__PROBLEM TO SOLVE__: Find the word "IpcOutcome" in the data below and copy each line that holds it.

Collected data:

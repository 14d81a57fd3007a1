//! Synchronous message passing between contexts.
//!
//! [`do_ipc()`] runs one IPC operation on behalf of the current context of a
//! [`CpuSched`]: an optional send phase to a partner, followed by an optional
//! receive phase that either waits for one named sender (closed wait) or takes
//! whoever comes first (open wait).
//!
//! An operation that has to wait does not hold on to the CPU. It records where
//! it stopped in the context's [`IpcWait`], blocks the context and returns
//! [`IpcOutcome::Blocked`]. Once the context runs again, [`resume()`] picks the
//! operation up at that point; [`finish_ipc()`] keeps resuming until the CPU
//! runs a context with nothing pending.
//!
//! The result of an operation is reported through the caller's
//! [`SyscallFrame`](abi::SyscallFrame) tag and the error word of its UTCB.

#![no_std]

extern crate alloc;
#[macro_use] extern crate log;

#[cfg(test)]
mod test;

mod receiver;
mod remote;
mod sender;
mod wait;

pub use receiver::{ipc_receiver_aborted, sender_ok, setup_timer};
pub use sender::{abort_send, AbortState};
pub use wait::{call_remote, wait_on_queue};

use abi::{Mword, MsgTag, Rights, TimeoutPair};
use alloc::sync::Arc;
use context::{Context, ContextRef, IpcPhase, IpcWait, ThreadState};
use scheduler::CpuSched;

/// How far an IPC operation got before returning.
#[derive(Clone, Copy, Debug, PartialEq, Eq)]
pub enum IpcOutcome {
    /// The result is committed to the caller's frame.
    Done,
    /// The caller is blocked; [`resume()`] continues the operation once it runs again.
    Blocked,
}

/// The parameters of one [`do_ipc()`] call.
#[derive(Clone)]
pub struct IpcRequest {
    pub tag: MsgTag,
    /// The receiver of the send phase; no send phase if `None`.
    pub partner: Option<ContextRef>,
    pub have_receive: bool,
    /// The only sender the receive phase accepts; any sender if `None`.
    pub closed_sender: Option<ContextRef>,
    pub timeout: TimeoutPair,
    /// The rights the receiver gets on the reply capability.
    pub rights: Rights,
    /// The label delivered to the receiver.
    pub label: Mword,
}

impl IpcRequest {
    fn new(tag: MsgTag, partner: Option<ContextRef>, have_receive: bool, closed_sender: Option<ContextRef>) -> IpcRequest {
        IpcRequest {
            tag,
            partner,
            have_receive,
            closed_sender,
            timeout: TimeoutPair::NEVER,
            rights: Rights::empty(),
            label: 0,
        }
    }

    /// Send `tag` to `partner`, without a receive phase.
    pub fn send(partner: &ContextRef, tag: MsgTag) -> IpcRequest {
        IpcRequest::new(tag, Some(partner.clone()), false, None)
    }

    /// Send `tag` to `partner`, then wait for its answer.
    pub fn call(partner: &ContextRef, tag: MsgTag) -> IpcRequest {
        IpcRequest::new(tag, Some(partner.clone()), true, Some(partner.clone()))
    }

    /// Send `tag` to `partner`, then wait for any sender.
    pub fn send_and_wait(partner: &ContextRef, tag: MsgTag) -> IpcRequest {
        IpcRequest::new(tag, Some(partner.clone()), true, None)
    }

    /// Wait for any sender.
    pub fn wait() -> IpcRequest {
        IpcRequest::new(MsgTag::default(), None, true, None)
    }

    /// Wait for a message from `sender` only.
    pub fn receive(sender: &ContextRef) -> IpcRequest {
        IpcRequest::new(MsgTag::default(), None, true, Some(sender.clone()))
    }

    pub fn with_timeout(mut self, timeout: TimeoutPair) -> IpcRequest {
        self.timeout = timeout;
        self
    }

    pub fn with_label(mut self, label: Mword) -> IpcRequest {
        self.label = label;
        self
    }

    pub fn with_rights(mut self, rights: Rights) -> IpcRequest {
        self.rights = rights;
        self
    }
}

/// Performs `req` on behalf of the current context of `cs`.
///
/// # Panics
/// If the current context is already in an IPC operation, or if `req` has
/// neither a send nor a receive phase.
pub fn do_ipc(cs: &mut CpuSched, req: IpcRequest) -> IpcOutcome {
    let me = cs.current().clone();
    assert!(
        !me.state().intersects(ThreadState::IPC_MASK),
        "do_ipc(): {:?} is already in an IPC operation", me
    );
    assert!(req.partner.is_some() || req.have_receive, "do_ipc(): no send and no receive phase");
    debug!("do_ipc: {:?} -> {:?} {:?}, receive: {}, closed: {}",
        me, req.partner, req.tag, req.have_receive, req.closed_sender.is_some());

    me.set_partner(req.closed_sender.as_ref());
    me.ipc().wait = IpcWait {
        tag: req.tag,
        send_partner: req.partner.as_ref().map(Arc::downgrade),
        send_rights: req.rights,
        label: req.label,
        have_receive: req.have_receive,
        closed_wait: req.closed_sender.is_some(),
        timeout: req.timeout,
        do_switch: req.tag.do_switch(),
        ..IpcWait::default()
    };

    match req.partner {
        Some(partner) if partner.home_cpu() == cs.cpu() => {
            let result = sender::handshake_receiver(&me, &partner);
            sender::after_handshake(cs, &me, &partner, result)
        }
        Some(partner) => remote::handshake_receiver(cs, &me, &partner),
        None => {
            me.state_add_dirty(ThreadState::RECEIVE_WAIT);
            receiver::receive(cs, &me, None)
        }
    }
}

/// Continues the pending IPC operation of the current context of `cs`.
pub fn resume(cs: &mut CpuSched) -> IpcOutcome {
    let me = cs.current().clone();
    let phase = me.ipc_phase();
    trace!("resume: {:?} at {:?}", me, phase);
    match phase {
        IpcPhase::Idle => IpcOutcome::Done,
        IpcPhase::RemoteSend => remote::resume_send(cs, &me),
        IpcPhase::SendWait => sender::send_wait(cs, &me),
        IpcPhase::AbortWait => sender::abort_wait(cs, &me),
        IpcPhase::Receive => receiver::receive(cs, &me, None),
        IpcPhase::ReceiveWait => receiver::receive_wait(cs, &me),
        IpcPhase::QueueWait => wait::queue_wait(cs, &me),
        IpcPhase::RemoteCall => wait::remote_call_wait(cs, &me),
        IpcPhase::Finish => receiver::finish(cs, &me),
    }
}

/// Resumes pending operations until the current context of `cs` has none left.
pub fn finish_ipc(cs: &mut CpuSched) {
    while cs.current().ipc_pending() {
        resume(cs);
    }
}

/// Aborts the IPC operation `ctx` is blocked in, if any. Returns whether it was in one.
///
/// A sender gets [`Canceled`](abi::L4Error::Canceled), a receiver
/// [`RCanceled`](abi::L4Error::RCanceled) once it runs again.
pub fn cancel(cs: &mut CpuSched, ctx: &ContextRef) -> bool {
    if !ctx.state().intersects(ThreadState::IPC_MASK) {
        return false;
    }
    debug!("cancel: {:?}", ctx);
    if cs.xcpu_state_change(ctx, ThreadState::empty(), ThreadState::CANCEL | ThreadState::READY, false) {
        cs.request_resched();
    }
    true
}

/// Parks the current context at `phase` and picks another one to run.
pub(crate) fn block(cs: &mut CpuSched, me: &Context, phase: IpcPhase) -> IpcOutcome {
    debug_assert!(context::same(cs.current(), me), "block(): {:?} is not running", me);
    me.set_ipc_phase(phase);
    me.state_del_dirty(ThreadState::READY);
    trace!("{:?} blocks at {:?}", me, phase);
    cs.schedule();
    IpcOutcome::Blocked
}

pub(crate) fn wait_of(ctx: &Context) -> IpcWait {
    ctx.ipc().wait.clone()
}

__EXPECTED ANSWER__:
//! [`IpcOutcome::Blocked`]. Once the context runs again, [`resume()`] picks the
pub enum IpcOutcome {
pub fn do_ipc(cs: &mut CpuSched, req: IpcRequest) -> IpcOutcome {
pub fn resume(cs: &mut CpuSched) -> IpcOutcome {
        IpcPhase::Idle => IpcOutcome::Done,
pub(crate) fn block(cs: &mut CpuSched, me: &Context, phase: IpcPhase) -> IpcOutcome {
    IpcOutcome::Blocked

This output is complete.